**TASK STATEMENT**
From the first line of the entries below to the line with "use crate::error::PaycycleResult;", give each line again exactly.

------ DATA FOR THIS EXERCISE

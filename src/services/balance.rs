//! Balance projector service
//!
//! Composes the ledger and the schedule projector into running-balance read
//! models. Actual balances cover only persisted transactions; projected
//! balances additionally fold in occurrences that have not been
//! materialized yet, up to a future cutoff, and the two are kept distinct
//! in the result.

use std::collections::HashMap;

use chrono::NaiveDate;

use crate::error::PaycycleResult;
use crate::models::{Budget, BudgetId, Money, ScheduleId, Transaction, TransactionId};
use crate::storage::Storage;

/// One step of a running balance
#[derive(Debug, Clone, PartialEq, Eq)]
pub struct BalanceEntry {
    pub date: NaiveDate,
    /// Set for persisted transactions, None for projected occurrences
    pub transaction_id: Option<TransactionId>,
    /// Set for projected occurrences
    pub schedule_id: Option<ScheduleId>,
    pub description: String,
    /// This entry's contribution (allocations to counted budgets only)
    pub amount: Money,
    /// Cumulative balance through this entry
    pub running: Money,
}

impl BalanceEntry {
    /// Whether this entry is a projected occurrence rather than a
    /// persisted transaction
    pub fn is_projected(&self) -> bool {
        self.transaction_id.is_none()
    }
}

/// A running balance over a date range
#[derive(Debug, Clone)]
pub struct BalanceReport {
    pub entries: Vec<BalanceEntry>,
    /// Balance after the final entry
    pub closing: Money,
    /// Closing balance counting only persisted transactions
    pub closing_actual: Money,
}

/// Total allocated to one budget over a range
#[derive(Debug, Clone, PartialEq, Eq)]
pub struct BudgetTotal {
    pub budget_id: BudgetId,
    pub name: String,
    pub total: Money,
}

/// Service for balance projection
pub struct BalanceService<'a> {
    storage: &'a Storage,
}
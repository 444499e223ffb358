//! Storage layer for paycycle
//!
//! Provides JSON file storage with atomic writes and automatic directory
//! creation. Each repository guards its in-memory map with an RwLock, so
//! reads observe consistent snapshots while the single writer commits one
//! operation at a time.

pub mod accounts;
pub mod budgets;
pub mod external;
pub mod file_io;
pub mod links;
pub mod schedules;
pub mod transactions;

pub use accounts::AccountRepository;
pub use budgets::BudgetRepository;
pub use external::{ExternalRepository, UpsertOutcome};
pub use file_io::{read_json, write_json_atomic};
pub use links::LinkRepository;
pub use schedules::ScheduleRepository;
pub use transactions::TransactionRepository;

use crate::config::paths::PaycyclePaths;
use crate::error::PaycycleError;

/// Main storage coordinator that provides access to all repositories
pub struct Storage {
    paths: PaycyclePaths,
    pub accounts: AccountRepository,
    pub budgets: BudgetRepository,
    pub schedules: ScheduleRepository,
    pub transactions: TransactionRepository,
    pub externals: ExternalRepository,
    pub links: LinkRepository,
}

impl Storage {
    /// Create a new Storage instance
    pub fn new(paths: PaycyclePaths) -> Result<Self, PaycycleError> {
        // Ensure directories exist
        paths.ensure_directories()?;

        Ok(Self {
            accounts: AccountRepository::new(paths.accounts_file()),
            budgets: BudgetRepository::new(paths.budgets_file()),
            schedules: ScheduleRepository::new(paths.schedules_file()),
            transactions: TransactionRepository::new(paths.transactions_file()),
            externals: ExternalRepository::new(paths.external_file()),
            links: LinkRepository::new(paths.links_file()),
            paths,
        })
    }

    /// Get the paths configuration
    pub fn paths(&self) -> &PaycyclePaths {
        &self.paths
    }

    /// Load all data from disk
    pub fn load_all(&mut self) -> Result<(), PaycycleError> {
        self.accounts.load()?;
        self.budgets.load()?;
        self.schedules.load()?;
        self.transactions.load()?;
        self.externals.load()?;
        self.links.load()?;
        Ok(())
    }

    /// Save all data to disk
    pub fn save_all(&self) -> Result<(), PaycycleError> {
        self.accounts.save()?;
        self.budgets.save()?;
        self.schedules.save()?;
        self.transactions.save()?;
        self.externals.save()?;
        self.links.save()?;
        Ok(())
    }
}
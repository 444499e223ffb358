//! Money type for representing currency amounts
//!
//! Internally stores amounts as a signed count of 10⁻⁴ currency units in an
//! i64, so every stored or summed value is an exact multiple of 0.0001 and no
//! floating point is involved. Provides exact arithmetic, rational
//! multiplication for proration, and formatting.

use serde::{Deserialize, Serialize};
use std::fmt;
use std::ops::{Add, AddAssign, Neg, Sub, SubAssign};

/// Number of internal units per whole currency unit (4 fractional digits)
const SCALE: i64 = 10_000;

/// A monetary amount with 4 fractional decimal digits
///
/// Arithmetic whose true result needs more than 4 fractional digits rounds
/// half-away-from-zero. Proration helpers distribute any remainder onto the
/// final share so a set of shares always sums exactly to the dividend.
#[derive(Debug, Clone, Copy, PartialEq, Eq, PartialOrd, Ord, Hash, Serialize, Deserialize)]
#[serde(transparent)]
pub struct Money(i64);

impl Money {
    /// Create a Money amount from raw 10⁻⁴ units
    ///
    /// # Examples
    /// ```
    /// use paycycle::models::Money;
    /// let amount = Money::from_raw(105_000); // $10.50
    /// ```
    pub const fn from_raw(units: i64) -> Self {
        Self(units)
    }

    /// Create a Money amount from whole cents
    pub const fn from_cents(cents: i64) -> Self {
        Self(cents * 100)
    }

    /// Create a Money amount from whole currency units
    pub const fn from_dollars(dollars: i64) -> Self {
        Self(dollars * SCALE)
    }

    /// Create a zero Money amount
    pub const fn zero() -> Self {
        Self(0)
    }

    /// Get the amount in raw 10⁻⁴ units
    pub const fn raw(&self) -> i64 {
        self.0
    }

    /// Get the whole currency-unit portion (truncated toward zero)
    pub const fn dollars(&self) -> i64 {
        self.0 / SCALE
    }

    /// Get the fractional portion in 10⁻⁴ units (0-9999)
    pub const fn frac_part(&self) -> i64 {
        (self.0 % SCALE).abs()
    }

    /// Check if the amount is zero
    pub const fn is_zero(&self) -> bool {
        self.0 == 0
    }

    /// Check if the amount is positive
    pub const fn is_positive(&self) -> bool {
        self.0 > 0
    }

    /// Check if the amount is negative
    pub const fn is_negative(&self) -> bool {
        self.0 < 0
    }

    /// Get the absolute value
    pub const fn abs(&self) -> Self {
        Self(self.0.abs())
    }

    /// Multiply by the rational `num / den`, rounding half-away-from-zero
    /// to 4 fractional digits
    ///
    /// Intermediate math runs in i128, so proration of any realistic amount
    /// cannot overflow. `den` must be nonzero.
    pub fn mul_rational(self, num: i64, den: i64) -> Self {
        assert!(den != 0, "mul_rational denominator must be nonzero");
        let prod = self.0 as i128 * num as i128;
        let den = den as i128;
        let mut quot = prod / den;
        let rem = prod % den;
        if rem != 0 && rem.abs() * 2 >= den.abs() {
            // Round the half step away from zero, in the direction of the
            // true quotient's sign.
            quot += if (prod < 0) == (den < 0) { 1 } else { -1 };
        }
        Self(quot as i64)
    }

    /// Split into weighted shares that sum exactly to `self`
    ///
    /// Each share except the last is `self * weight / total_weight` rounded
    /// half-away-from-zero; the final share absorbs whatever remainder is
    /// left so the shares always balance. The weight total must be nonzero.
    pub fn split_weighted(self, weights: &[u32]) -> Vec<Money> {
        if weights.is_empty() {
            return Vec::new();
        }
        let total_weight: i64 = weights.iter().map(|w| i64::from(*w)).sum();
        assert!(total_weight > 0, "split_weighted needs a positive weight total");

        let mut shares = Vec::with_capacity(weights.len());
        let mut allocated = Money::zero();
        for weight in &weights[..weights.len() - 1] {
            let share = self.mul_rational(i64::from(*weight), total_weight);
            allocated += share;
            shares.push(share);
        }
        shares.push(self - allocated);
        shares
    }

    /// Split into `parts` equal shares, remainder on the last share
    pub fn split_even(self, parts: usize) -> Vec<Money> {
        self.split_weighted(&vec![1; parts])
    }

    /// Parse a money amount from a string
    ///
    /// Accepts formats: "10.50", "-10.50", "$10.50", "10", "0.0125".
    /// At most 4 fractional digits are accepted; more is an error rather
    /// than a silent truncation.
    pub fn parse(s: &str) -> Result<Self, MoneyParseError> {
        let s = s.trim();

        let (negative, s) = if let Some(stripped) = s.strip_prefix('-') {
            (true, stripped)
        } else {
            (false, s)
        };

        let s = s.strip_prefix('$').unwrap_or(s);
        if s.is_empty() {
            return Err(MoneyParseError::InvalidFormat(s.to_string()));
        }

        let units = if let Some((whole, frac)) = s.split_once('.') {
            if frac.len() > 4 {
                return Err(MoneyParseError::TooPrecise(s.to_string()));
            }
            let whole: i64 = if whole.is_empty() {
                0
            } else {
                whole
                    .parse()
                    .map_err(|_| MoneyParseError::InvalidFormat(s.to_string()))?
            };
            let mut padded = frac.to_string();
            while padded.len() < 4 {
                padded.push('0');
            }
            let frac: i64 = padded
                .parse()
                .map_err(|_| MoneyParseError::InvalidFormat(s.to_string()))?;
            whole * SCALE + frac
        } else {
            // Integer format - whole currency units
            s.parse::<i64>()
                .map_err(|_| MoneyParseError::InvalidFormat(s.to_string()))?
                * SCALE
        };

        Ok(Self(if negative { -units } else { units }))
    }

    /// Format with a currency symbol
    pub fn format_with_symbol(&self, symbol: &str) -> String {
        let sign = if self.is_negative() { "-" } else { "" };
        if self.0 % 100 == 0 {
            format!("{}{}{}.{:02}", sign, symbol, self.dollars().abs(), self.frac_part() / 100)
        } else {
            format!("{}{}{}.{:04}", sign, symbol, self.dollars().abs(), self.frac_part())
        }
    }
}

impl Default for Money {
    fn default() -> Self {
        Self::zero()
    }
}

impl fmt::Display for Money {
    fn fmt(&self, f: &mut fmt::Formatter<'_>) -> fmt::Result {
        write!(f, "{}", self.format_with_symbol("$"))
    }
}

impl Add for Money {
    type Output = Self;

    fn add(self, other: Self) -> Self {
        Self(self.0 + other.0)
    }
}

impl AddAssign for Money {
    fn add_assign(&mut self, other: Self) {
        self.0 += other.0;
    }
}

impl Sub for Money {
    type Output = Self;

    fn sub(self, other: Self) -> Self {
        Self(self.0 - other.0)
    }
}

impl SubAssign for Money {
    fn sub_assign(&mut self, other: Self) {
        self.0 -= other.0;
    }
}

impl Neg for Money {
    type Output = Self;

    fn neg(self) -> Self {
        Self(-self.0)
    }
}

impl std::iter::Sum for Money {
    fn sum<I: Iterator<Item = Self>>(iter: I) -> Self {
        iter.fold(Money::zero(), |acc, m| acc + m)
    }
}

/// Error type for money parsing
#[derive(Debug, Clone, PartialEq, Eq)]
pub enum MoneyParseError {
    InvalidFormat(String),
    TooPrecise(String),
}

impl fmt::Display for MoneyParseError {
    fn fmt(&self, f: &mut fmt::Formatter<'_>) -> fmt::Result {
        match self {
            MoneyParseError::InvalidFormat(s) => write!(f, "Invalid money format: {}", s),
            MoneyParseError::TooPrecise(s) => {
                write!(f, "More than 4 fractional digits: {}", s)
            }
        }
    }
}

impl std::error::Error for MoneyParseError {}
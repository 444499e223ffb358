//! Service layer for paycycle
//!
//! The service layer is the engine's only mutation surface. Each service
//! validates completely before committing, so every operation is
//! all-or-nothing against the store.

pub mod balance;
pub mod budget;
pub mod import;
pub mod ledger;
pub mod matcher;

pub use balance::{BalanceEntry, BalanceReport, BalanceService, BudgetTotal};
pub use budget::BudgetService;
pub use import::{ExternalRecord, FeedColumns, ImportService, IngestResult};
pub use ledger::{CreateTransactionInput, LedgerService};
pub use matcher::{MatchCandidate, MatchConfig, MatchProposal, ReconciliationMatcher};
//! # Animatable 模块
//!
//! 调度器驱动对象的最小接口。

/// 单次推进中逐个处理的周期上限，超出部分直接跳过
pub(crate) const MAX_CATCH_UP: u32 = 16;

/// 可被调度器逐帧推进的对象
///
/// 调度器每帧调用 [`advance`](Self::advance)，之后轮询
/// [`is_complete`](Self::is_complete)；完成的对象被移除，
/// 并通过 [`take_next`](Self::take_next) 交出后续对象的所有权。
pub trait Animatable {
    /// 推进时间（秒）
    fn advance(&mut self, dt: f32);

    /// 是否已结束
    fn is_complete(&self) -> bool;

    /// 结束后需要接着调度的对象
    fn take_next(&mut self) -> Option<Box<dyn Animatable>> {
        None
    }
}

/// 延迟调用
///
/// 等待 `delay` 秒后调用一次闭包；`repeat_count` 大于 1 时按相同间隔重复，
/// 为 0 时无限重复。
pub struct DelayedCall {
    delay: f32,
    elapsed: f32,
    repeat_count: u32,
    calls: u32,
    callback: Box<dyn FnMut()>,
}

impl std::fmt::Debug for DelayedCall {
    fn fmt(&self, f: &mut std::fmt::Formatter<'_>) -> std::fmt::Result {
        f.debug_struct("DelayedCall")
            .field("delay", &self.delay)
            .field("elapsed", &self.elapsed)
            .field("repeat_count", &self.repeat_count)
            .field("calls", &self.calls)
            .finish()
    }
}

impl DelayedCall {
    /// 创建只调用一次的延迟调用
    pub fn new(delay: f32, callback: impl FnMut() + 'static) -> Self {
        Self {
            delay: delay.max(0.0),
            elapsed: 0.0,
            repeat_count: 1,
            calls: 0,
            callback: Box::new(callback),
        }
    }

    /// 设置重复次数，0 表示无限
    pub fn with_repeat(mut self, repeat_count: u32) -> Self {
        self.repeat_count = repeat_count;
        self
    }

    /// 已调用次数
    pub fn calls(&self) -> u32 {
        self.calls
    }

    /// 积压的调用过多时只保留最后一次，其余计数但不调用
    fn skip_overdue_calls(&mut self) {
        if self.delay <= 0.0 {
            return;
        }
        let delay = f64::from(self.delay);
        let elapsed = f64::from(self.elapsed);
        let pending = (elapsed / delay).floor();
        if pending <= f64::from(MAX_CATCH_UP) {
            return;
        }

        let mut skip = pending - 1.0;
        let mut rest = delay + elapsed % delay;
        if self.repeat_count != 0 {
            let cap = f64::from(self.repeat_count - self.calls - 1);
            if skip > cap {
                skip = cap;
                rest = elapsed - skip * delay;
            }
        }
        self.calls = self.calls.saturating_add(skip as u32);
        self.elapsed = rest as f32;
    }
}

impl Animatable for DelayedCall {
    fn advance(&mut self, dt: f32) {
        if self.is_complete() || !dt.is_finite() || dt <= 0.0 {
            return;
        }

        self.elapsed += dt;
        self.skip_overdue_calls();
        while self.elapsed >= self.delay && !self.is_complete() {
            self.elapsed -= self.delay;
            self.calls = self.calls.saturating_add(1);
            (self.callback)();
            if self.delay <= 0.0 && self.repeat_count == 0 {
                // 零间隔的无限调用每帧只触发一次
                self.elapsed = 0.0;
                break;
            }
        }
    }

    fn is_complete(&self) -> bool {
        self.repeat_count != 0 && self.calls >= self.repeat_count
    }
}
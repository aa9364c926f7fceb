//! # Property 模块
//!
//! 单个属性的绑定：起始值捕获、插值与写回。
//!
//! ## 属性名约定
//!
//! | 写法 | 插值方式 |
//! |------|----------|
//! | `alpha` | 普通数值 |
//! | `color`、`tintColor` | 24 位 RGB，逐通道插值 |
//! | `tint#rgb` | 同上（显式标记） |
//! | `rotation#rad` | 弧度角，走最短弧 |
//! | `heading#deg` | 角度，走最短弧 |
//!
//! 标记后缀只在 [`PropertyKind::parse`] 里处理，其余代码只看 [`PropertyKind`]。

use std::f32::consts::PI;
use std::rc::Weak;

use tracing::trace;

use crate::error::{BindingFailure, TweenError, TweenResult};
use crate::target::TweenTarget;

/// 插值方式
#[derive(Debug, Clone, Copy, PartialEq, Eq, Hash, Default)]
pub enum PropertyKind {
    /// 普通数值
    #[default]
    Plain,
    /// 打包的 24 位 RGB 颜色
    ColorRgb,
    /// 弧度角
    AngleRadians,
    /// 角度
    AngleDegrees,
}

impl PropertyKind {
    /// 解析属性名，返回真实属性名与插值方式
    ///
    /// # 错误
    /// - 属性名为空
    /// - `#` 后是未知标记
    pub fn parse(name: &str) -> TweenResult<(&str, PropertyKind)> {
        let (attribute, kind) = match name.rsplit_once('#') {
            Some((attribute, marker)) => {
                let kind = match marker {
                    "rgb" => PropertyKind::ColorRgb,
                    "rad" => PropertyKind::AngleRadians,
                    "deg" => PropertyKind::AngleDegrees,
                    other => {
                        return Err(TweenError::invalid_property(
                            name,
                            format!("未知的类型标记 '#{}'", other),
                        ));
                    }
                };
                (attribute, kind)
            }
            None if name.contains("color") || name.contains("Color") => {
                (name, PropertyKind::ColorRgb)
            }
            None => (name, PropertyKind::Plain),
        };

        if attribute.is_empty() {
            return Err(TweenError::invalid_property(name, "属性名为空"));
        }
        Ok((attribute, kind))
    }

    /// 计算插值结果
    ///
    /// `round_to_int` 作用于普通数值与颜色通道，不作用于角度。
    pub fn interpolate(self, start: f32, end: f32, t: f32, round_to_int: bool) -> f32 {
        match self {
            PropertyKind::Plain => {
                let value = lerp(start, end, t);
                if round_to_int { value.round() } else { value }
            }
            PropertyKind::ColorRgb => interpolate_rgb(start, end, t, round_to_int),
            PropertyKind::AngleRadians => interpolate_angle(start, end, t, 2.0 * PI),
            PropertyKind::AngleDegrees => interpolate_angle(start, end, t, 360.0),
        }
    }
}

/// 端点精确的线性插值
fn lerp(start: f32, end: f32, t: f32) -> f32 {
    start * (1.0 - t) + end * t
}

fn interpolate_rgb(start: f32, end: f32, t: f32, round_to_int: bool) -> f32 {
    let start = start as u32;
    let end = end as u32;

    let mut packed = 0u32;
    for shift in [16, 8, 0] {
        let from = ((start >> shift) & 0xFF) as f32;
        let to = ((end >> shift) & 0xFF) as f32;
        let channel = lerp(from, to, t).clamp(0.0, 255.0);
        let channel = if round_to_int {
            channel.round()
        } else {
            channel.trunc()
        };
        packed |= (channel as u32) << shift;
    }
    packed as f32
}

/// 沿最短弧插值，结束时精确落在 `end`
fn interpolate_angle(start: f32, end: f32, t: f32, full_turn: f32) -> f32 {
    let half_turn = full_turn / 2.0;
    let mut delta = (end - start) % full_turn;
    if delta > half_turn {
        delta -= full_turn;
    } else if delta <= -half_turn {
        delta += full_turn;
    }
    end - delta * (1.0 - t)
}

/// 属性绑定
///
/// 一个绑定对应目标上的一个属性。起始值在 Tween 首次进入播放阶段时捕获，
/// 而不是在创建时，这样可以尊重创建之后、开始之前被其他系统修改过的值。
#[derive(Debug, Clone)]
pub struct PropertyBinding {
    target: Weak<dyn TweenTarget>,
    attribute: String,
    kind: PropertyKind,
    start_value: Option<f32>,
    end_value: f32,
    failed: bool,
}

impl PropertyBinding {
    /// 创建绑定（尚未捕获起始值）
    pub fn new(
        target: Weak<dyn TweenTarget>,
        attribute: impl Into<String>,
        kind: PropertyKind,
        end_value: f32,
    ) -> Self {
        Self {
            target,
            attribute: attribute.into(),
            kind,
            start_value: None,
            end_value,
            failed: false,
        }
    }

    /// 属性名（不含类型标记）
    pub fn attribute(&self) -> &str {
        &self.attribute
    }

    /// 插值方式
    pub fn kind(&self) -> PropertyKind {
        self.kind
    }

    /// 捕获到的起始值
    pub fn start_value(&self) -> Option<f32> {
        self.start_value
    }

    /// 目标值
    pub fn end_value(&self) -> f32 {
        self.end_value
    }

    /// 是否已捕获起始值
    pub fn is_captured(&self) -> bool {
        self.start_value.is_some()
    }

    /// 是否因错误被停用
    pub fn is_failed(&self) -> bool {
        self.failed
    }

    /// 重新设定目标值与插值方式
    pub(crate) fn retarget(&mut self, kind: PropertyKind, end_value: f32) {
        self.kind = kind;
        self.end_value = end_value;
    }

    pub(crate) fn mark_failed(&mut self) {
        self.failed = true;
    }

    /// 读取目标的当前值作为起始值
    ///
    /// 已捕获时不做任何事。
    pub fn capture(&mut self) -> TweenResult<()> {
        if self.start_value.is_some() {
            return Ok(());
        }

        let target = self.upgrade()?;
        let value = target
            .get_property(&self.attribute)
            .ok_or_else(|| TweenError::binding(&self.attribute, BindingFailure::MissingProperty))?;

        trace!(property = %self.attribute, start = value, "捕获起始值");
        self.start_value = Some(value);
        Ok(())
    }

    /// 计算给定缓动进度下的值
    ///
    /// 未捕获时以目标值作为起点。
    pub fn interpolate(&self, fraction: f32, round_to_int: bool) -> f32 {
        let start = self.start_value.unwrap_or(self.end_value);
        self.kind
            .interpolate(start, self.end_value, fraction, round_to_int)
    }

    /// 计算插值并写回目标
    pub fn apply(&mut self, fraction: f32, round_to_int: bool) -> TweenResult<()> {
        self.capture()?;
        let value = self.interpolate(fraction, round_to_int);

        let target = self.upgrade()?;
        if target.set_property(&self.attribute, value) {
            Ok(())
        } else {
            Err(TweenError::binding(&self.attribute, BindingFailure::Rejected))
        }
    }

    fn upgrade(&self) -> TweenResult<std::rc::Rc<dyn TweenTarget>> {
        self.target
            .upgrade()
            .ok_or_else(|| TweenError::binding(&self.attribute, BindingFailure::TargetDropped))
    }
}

------------

**RESPONSE AREA**
filename src/services/balance.rs
//! Balance projector service
//!
//! Composes the ledger and the schedule projector into running-balance read
//! models. Actual balances cover only persisted transactions; projected
//! balances additionally fold in occurrences that have not been
//! materialized yet, up to a future cutoff, and the two are kept distinct
//! in the result.

use std::collections::HashMap;

use chrono::NaiveDate;

use crate::error::PaycycleResult;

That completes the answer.